Les traductions et l’original (séminaire Anachronies)

Publié le par Frédérique Fleck

Séminaire « Anachronies : textes anciens et théories modernes »

Séminaire transversal DSA - LILA (ENS), en collaboration avec l’Atelier de théorie littéraire de Fabula

 

Lire les actes du séminaire dans l'Atelier de Fabula: Anachronies.

 

 

 

Séance 5 : Les traductions et l’original

 

Vendredi 22 février 2013, 14h-16h

ENS, 45 rue d’Ulm, 75005 Paris

salle Cavaillès

 

Coordination : Peggy Lecaudé, Claire Paulian.

Intervenants : Peggy Lecaudé, Claire Paulian.

 

À propos de la nouvelle traduction des Confessions de saint Augustin par Fr. Boyer, Les Aveux, voici ce qu’écrit la linguiste M.-Ch. Hazaël-Massieux :

« il s’agit de doter une grande œuvre d’une toute nouvelle traduction, qui sans cesser d’être fidèle à l’original, essaye de retrouver cette fidélité à travers une fidélité plus grande à la langue d’aujourd’hui. »
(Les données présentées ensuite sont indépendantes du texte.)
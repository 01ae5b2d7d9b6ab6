// Shared prompt constants.
// Each service that needs LLM calls defines its own prompts.rs alongside it.
// This file contains cross-cutting prompt fragments.

/// System prompt fragment that enforces JSON-only output.
pub const JSON_ONLY_SYSTEM: &str = "You MUST respond with valid JSON only. \
    Do NOT include any text outside the JSON object. \
    Do NOT use markdown code fences. \
    Do NOT include explanations or apologies.";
Il va de soi, ici, que la finalité d’une traduction est toujours la « fidélité à l’original ». Dans la suite de son texte, tout en faisant l’éloge de l’entreprise de Boyer, Hazaël-Massieux conteste certains de ses choix :

« Par ailleurs, et c’est sans doute le point principal de désaccord entre F. Boyer et moi-même : F. Boyer s’intéresse à Augustin, mais pas à Dieu et, de ce fait, donne une interprétation de la visée d’Augustin qui est faussée par rapport à ce qu’Augustin lui-même dit de l’objet des Confessions. »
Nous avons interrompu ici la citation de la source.